◆ Record excerpts

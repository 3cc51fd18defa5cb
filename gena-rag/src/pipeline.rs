//! RAG pipeline orchestrator.
//!
//! [`RagPipeline`] coordinates the two external-facing operations over a
//! shared [`VectorIndex`]:
//!
//! - `index_document`: text → [`Chunker`] → [`EmbeddingProvider`] →
//!   [`VectorIndex::insert_batch`], as one logical transaction;
//! - `answer`: question → embed → search → [`ContextAssembler`] →
//!   grounded prompt → `Generator`, with a fixed "no knowledge base"
//!   response when the index is empty (the generator is never called on
//!   that path).
//!
//! # Example
//!
//! ```rust,ignore
//! use gena_rag::{RagPipeline, RagConfig, VectorIndex};
//!
//! let pipeline = RagPipeline::builder()
//!     .config(RagConfig::default())
//!     .embedding_provider(Arc::new(embedder))
//!     .index(Arc::new(VectorIndex::open("kb_index.json")?))
//!     .build()?;
//!
//! pipeline.index_document(&document).await?;
//! let answer = pipeline.answer("what does the document say?", &generator).await?;
//! ```

use std::sync::Arc;

use tracing::{error, info};

use gena_core::{GenerationRequest, Generator};

use crate::assembler::ContextAssembler;
use crate::chunking::{Chunker, FixedSizeChunker};
use crate::config::RagConfig;
use crate::document::{Chunk, Document, SearchResult};
use crate::embedding::EmbeddingProvider;
use crate::error::{RagError, Result};
use crate::index::VectorIndex;

/// The fixed response returned when no knowledge base exists yet.
pub const NO_KNOWLEDGE_RESPONSE: &str =
    "No knowledge base found. Upload a document and index it before asking questions.";

/// System instruction for grounded answering.
const GROUNDED_INSTRUCTION: &str = "You are a knowledge assistant. Answer the question strictly \
     using the provided document content. If the answer is not in the content, say you do not \
     know.";

/// System instruction when retrieval produced no usable context.
const NO_CONTEXT_INSTRUCTION: &str = "You are a knowledge assistant. No document content matched \
     the question. Tell the user that the knowledge base holds no relevant information; do not \
     answer from general knowledge.";

/// The RAG pipeline orchestrator.
///
/// Construct one via [`RagPipeline::builder()`]. Operations are
/// serialized against each other by the index's internal locking; a
/// query observes either the complete pre- or post-state of any index
/// update, never an interleaving.
pub struct RagPipeline {
    config: RagConfig,
    embedding_provider: Arc<dyn EmbeddingProvider>,
    index: Arc<VectorIndex>,
    chunker: Arc<dyn Chunker>,
    assembler: ContextAssembler,
}

impl RagPipeline {
    /// Create a new [`RagPipelineBuilder`].
    pub fn builder() -> RagPipelineBuilder {
        RagPipelineBuilder::default()
    }

    /// Return a reference to the pipeline configuration.
    pub fn config(&self) -> &RagConfig {
        &self.config
    }

    /// Return a reference to the shared vector index.
    pub fn index(&self) -> &Arc<VectorIndex> {
        &self.index
    }

    /// Index a document: chunk → embed → insert.
    ///
    /// The whole operation is one logical transaction: embedding happens
    /// before any index mutation, and the batch insert rolls back on
    /// storage failure, so either all chunks of the document are indexed
    /// or none are.
    ///
    /// # Errors
    ///
    /// Returns [`RagError::Pipeline`] wrapping the failing stage, with
    /// the document ID in the message.
    pub async fn index_document(&self, document: &Document) -> Result<Vec<Chunk>> {
        let mut chunks = self.chunker.chunk(document);
        if chunks.is_empty() {
            info!(document.id = %document.id, chunk_count = 0, "indexed document (empty)");
            return Ok(chunks);
        }

        let texts: Vec<&str> = chunks.iter().map(|c| c.text.as_str()).collect();
        let embeddings = self.embedding_provider.embed_batch(&texts).await.map_err(|e| {
            error!(document.id = %document.id, error = %e, "embedding failed during indexing");
            RagError::Pipeline(format!("embedding failed for document '{}': {e}", document.id))
        })?;

        for (chunk, embedding) in chunks.iter_mut().zip(embeddings) {
            chunk.embedding = embedding;
        }

        self.index.insert_batch(chunks.clone()).await.map_err(|e| {
            error!(document.id = %document.id, error = %e, "insert failed during indexing");
            RagError::Pipeline(format!("insert failed for document '{}': {e}", document.id))
        })?;

        info!(document.id = %document.id, chunk_count = chunks.len(), "indexed document");
        Ok(chunks)
    }

    /// Retrieve the top matches for a question: embed → search → filter.
    ///
    /// # Errors
    ///
    /// Returns [`RagError::EmptyIndex`] when the index has no entries
    /// (callers treat this as the "no knowledge" path, not a failure),
    /// and [`RagError::Pipeline`] when embedding or search fails.
    pub async fn retrieve(&self, question: &str) -> Result<Vec<SearchResult>> {
        let query_embedding = self.embedding_provider.embed(question).await.map_err(|e| {
            error!(error = %e, "embedding failed during query");
            RagError::Pipeline(format!("query embedding failed: {e}"))
        })?;

        let results = match self.index.search(&query_embedding, self.config.top_k).await {
            Ok(results) => results,
            Err(RagError::EmptyIndex) => return Err(RagError::EmptyIndex),
            Err(e) => {
                error!(error = %e, "index search failed");
                return Err(RagError::Pipeline(format!("search failed: {e}")));
            }
        };

        let threshold = self.config.similarity_threshold;
        let filtered: Vec<SearchResult> =
            results.into_iter().filter(|r| r.score >= threshold).collect();

        info!(result_count = filtered.len(), "retrieval completed");
        Ok(filtered)
    }

    /// Answer a question grounded in the indexed knowledge.
    ///
    /// Short-circuits to [`NO_KNOWLEDGE_RESPONSE`] without calling the
    /// generator when the index is absent or empty. With an empty
    /// retrieval (nothing above the similarity threshold) the generator
    /// is instructed to say it does not know rather than answer freely.
    pub async fn answer(
        &self,
        question: &str,
        generator: &dyn Generator,
    ) -> gena_core::Result<String> {
        if self.index.is_empty().await {
            info!("query against empty index, returning fixed response");
            return Ok(NO_KNOWLEDGE_RESPONSE.to_string());
        }

        let results = match self.retrieve(question).await {
            Ok(results) => results,
            // The index emptied between the check and the search; same
            // fixed response, still no generator call.
            Err(RagError::EmptyIndex) => return Ok(NO_KNOWLEDGE_RESPONSE.to_string()),
            Err(e) => return Err(e.into()),
        };

        let context = self.assembler.assemble(&results);
        let request = compose_grounded_prompt(question, &context);
        generator.generate(request).await
    }
}

/// Compose the grounded prompt from the assembled context and question.
///
/// An empty context takes the distinct no-context path: the instruction
/// tells the generator to say it does not know.
fn compose_grounded_prompt(question: &str, context: &str) -> GenerationRequest {
    if context.is_empty() {
        GenerationRequest::text(format!("USER QUESTION: {question}"))
            .with_instruction(NO_CONTEXT_INSTRUCTION)
    } else {
        GenerationRequest::text(format!(
            "DOCUMENT CONTENT:\n{context}\n\nUSER QUESTION: {question}"
        ))
        .with_instruction(GROUNDED_INSTRUCTION)
    }
}

/// Builder for constructing a [`RagPipeline`].
///
/// `config`, `embedding_provider`, and `index` are required; the chunker
/// and assembler default to the configured [`FixedSizeChunker`] and
/// [`ContextAssembler`].
#[derive(Default)]
pub struct RagPipelineBuilder {
    config: Option<RagConfig>,
    embedding_provider: Option<Arc<dyn EmbeddingProvider>>,
    index: Option<Arc<VectorIndex>>,
    chunker: Option<Arc<dyn Chunker>>,
}

impl RagPipelineBuilder {
    /// Set the pipeline configuration.
    pub fn config(mut self, config: RagConfig) -> Self {
        self.config = Some(config);
        self
    }

    /// Set the embedding provider.
    pub fn embedding_provider(mut self, provider: Arc<dyn EmbeddingProvider>) -> Self {
        self.embedding_provider = Some(provider);
        self
    }

    /// Set the shared vector index.
    pub fn index(mut self, index: Arc<VectorIndex>) -> Self {
        self.index = Some(index);
        self
    }

    /// Override the document chunker.
    pub fn chunker(mut self, chunker: Arc<dyn Chunker>) -> Self {
        self.chunker = Some(chunker);
        self
    }

    /// Build the [`RagPipeline`], validating that required fields are set.
    ///
    /// # Errors
    ///
    /// Returns [`RagError::Config`] if a required field is missing, or
    /// [`RagError::InvalidArgument`] if the default chunker cannot be
    /// constructed from the config's chunking parameters.
    pub fn build(self) -> Result<RagPipeline> {
        let config = self.config.ok_or_else(|| RagError::Config("config is required".into()))?;
        let embedding_provider = self
            .embedding_provider
            .ok_or_else(|| RagError::Config("embedding_provider is required".into()))?;
        let index = self.index.ok_or_else(|| RagError::Config("index is required".into()))?;

        let chunker = match self.chunker {
            Some(chunker) => chunker,
            None => Arc::new(FixedSizeChunker::try_new(config.chunk_size, config.chunk_overlap)?),
        };
        let assembler = ContextAssembler::new(config.max_context_chars);

        Ok(RagPipeline { config, embedding_provider, index, chunker, assembler })
    }
}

◆ Required action
The word to look for is "EmptyIndex"; copy out every line of the entries that holds it.

◆ Response to this exercise
    /// Returns [`RagError::EmptyIndex`] when the index has no entries
            Err(RagError::EmptyIndex) => return Err(RagError::EmptyIndex),
            Err(RagError::EmptyIndex) => return Ok(NO_KNOWLEDGE_RESPONSE.to_string()),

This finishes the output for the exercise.